Alternative routes of data to the ground could potentially be suggested by a Cognitive Radio network. To avoid interference, these systems can prioritize and route data through many paths at the same time. Artificial intelligence in cognitive radio could potentially assign downlinks to ground stations hours in advance, rather than weeks, allowing for more efficient planning.

Additionally, Cognitive Radio has the potential to improve the efficiency of the communication network by reducing the need for human intervention. Smart radios could adapt to changing electromagnetic landscapes without requiring human intervention and predict typical operational parameters for many contexts, automating traditionally time-consuming tasks.

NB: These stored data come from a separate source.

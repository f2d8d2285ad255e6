use std::time::Duration;

use thiserror::Error;

use crate::protocol::{DEFAULT_BLOCK_SIZE, MAX_BLKSIZE, MIN_BLKSIZE};

pub const OPT_BLKSIZE: &str = "blksize";
pub const OPT_TIMEOUT: &str = "timeout";
pub const OPT_TSIZE: &str = "tsize";
pub const OPT_WINDOWSIZE: &str = "windowsize";

/// Retransmit / expiry interval when the client does not negotiate one
/// (RFC 2349).
pub const DEFAULT_TIMEOUT_SECS: u64 = 5;

/// One block in flight unless the client negotiates a window (RFC 7440).
pub const DEFAULT_WINDOW_SIZE: u16 = 1;

/// Ceiling applied to negotiated windows. RFC 7440 suggests staying at or
/// below 8 so a full window never overruns the OS send buffer.
pub const MAX_WINDOW_SIZE: u16 = 8;

/// A recognized option carried a value that fails to parse or falls outside
/// its RFC bounds. Surfaced to the client as wire ERROR 8; unknown option
/// names never produce this (RFC 2347 says to ignore them).
#[derive(Debug, Clone, PartialEq, Eq, Error)]
#[error("bad option {name}={value}")]
pub struct OptionError {
    pub name: String,
    pub value: String,
}

/// Options in force for one transfer, fixed by the first exchange.
#[derive(Debug, Clone, PartialEq, Eq)]
pub struct NegotiatedOptions {
    pub block_size: usize,
    pub timeout: Duration,
    pub transfer_size: Option<u64>,
    pub window_size: u16,
}

impl Default for NegotiatedOptions {
    fn default() -> Self {
        Self {
            block_size: DEFAULT_BLOCK_SIZE,
            timeout: Duration::from_secs(DEFAULT_TIMEOUT_SECS),
            transfer_size: None,
            window_size: DEFAULT_WINDOW_SIZE,
        }
    }
}

/// Which side of the transfer the peer requested; windowsize only applies
/// when the server is the data sender.
#[derive(Debug, Clone, Copy, PartialEq, Eq)]
pub enum RequestKind {
    Read,
    Write,
}

/// Compute the options for a transfer from what the client offered.
///
/// Returns the negotiated set together with the OACK option list (accepted
/// options only, lowercase names, final values). An empty list means no OACK
/// is sent and the transfer starts with plain DATA/ACK. Options whose
/// accepted value matches the default are omitted since they change nothing.
///
/// `tsize_reply` is the file length for a read request; write requests pass
/// `None` and the client's advertised size is echoed back.
pub fn negotiate(
    offered: &[(String, String)],
    kind: RequestKind,
    tsize_reply: Option<u64>,
) -> Result<(NegotiatedOptions, Vec<(String, String)>), OptionError> {
    let mut negotiated = NegotiatedOptions::default();
    let mut acked: Vec<(String, String)> = Vec::new();

    let mut push = |name: &str, value: String| {
        // A client may repeat an option; the last occurrence wins.
        if let Some(slot) = acked.iter_mut().find(|(n, _)| n.as_str() == name) {
            slot.1 = value;
        } else {
            acked.push((name.to_string(), value));
        }
    };

    for (name, value) in offered {
        match name.as_str() {
            OPT_BLKSIZE => {
                let size = parse_bounded(name, value, MIN_BLKSIZE as u64, MAX_BLKSIZE as u64)?;
                negotiated.block_size = size as usize;
                if negotiated.block_size != DEFAULT_BLOCK_SIZE {
                    push(OPT_BLKSIZE, size.to_string());
                }
            }
            OPT_TIMEOUT => {
                let secs = parse_bounded(name, value, 1, 255)?;
                negotiated.timeout = Duration::from_secs(secs);
                if secs != DEFAULT_TIMEOUT_SECS {
                    push(OPT_TIMEOUT, secs.to_string());
                }
            }
            OPT_TSIZE => {
                let advertised = parse_u64(name, value)?;
                let reply = match tsize_reply {
                    Some(size) => size,
                    None => advertised,
                };
                negotiated.transfer_size = Some(reply);
                push(OPT_TSIZE, reply.to_string());
            }
            OPT_WINDOWSIZE => {
                let window = parse_bounded(name, value, 1, u16::MAX as u64)? as u16;
                if kind == RequestKind::Read {
                    negotiated.window_size = window.min(MAX_WINDOW_SIZE);
                    if negotiated.window_size != DEFAULT_WINDOW_SIZE {
                        push(OPT_WINDOWSIZE, negotiated.window_size.to_string());
                    }
                }
                // Write transfers are acknowledged block-by-block, which is
                // the windowsize=1 protocol; leaving the option out of the
                // OACK keeps the client at the default.
            }
            // Unknown options are silently ignored (RFC 2347).
            _ => {}
        }
    }

    Ok((negotiated, acked))
}

fn parse_u64(name: &str, value: &str) -> Result<u64, OptionError> {
    value.parse::<u64>().map_err(|_| OptionError {
        name: name.to_string(),
        value: value.to_string(),
    })
}

fn parse_bounded(name: &str, value: &str, min: u64, max: u64) -> Result<u64, OptionError> {
    let parsed = parse_u64(name, value)?;
    if (min..=max).contains(&parsed) {
        Ok(parsed)
    } else {
        Err(OptionError {
            name: name.to_string(),
            value: value.to_string(),
        })
    }
}

#[cfg(test)]
mod tests {
    use super::*;

    fn opts(pairs: &[(&str, &str)]) -> Vec<(String, String)> {
        pairs
            .iter()
            .map(|(k, v)| (k.to_string(), v.to_string()))
            .collect()
    }

    #[test]
    fn no_options_means_no_oack() {
        let (negotiated, acked) = negotiate(&[], RequestKind::Read, Some(100)).unwrap();
        assert_eq!(negotiated, NegotiatedOptions::default());
        assert!(acked.is_empty());
    }

    #[test]
    fn blksize_and_tsize_for_read() {
        let offered = opts(&[("blksize", "1024"), ("tsize", "0")]);
        let (negotiated, acked) = negotiate(&offered, RequestKind::Read, Some(5000)).unwrap();
        assert_eq!(negotiated.block_size, 1024);
        assert_eq!(negotiated.transfer_size, Some(5000));
        assert_eq!(
            acked,
            opts(&[("blksize", "1024"), ("tsize", "5000")])
        );
    }

    #[test]
    fn tsize_echoed_on_write() {
        let offered = opts(&[("tsize", "8192")]);
        let (negotiated, acked) = negotiate(&offered, RequestKind::Write, None).unwrap();
        assert_eq!(negotiated.transfer_size, Some(8192));
        assert_eq!(acked, opts(&[("tsize", "8192")]));
    }

    #[test]
    fn default_values_are_omitted_from_oack() {
        let offered = opts(&[("blksize", "512"), ("timeout", "5"), ("windowsize", "1")]);
        let (negotiated, acked) = negotiate(&offered, RequestKind::Read, Some(10)).unwrap();
        assert_eq!(negotiated, NegotiatedOptions::default());
        assert!(acked.is_empty());
    }

    #[test]
    fn windowsize_is_clamped() {
        let offered = opts(&[("windowsize", "64")]);
        let (negotiated, acked) = negotiate(&offered, RequestKind::Read, Some(10)).unwrap();
        assert_eq!(negotiated.window_size, 8);
        assert_eq!(acked, opts(&[("windowsize", "8")]));
    }

    #[test]
    fn windowsize_ignored_for_write() {
        let offered = opts(&[("windowsize", "4")]);
        let (negotiated, acked) = negotiate(&offered, RequestKind::Write, None).unwrap();
        assert_eq!(negotiated.window_size, 1);
        assert!(acked.is_empty());
    }

    #[test]
    fn timeout_within_bounds() {
        let offered = opts(&[("timeout", "1")]);
        let (negotiated, acked) = negotiate(&offered, RequestKind::Read, Some(10)).unwrap();
        assert_eq!(negotiated.timeout, Duration::from_secs(1));
        assert_eq!(acked, opts(&[("timeout", "1")]));
    }

    #[test]
    fn out_of_bounds_values_are_rejected() {
        for (name, value) in [
            ("blksize", "7"),
            ("blksize", "65465"),
            ("timeout", "0"),
            ("timeout", "256"),
            ("windowsize", "0"),
            ("windowsize", "65536"),
        ] {
            let offered = opts(&[(name, value)]);
            let err = negotiate(&offered, RequestKind::Read, Some(10)).unwrap_err();
            assert_eq!(err.name, name);
        }
    }

    #[test]
    fn unparsable_values_are_rejected() {
        let offered = opts(&[("blksize", "big")]);
        assert!(negotiate(&offered, RequestKind::Read, Some(10)).is_err());
        let offered = opts(&[("tsize", "-1")]);
        assert!(negotiate(&offered, RequestKind::Write, None).is_err());
    }

    #[test]
    fn unknown_options_are_ignored() {
        let offered = opts(&[("utimeout", "100"), ("blksize", "2048")]);
        let (negotiated, acked) = negotiate(&offered, RequestKind::Read, Some(10)).unwrap();
        assert_eq!(negotiated.block_size, 2048);
        assert_eq!(acked, opts(&[("blksize", "2048")]));
    }

    #[test]
    fn repeated_option_last_wins() {
        let offered = opts(&[("blksize", "1024"), ("blksize", "2048")]);
        let (negotiated, acked) = negotiate(&offered, RequestKind::Read, Some(10)).unwrap();
        assert_eq!(negotiated.block_size, 2048);
        assert_eq!(acked, opts(&[("blksize", "2048")]));
    }
}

Engineers and researchers can use the Space Communications and Navigation (SCaN) testbed aboard the International Space Station to test cognitive radio in space. Three software-defined radios, transmitting in S-band (2-4 GHz) and Ka-band (26.5-40 GHz) and receiving in L-band (1-2 GHz), plus a range of antennas and equipment, configurable from the ground or from another spacecraft, is housed in the test bed. Experiments with the SCaN testbed have shown that cognitive radios have a place in future deep space communications.

Figure 3: The SCaN Testbed payload on board the space station. In April 2013, it started conducting experiments after completing its verification and commissioning operations. Credits: NASA

As humanity reconsiders its exploration of the moon, Mars and beyond, ensuring stable connectivity between planets has taken on paramount importance, which can be achieved through Cognitive Radio technology.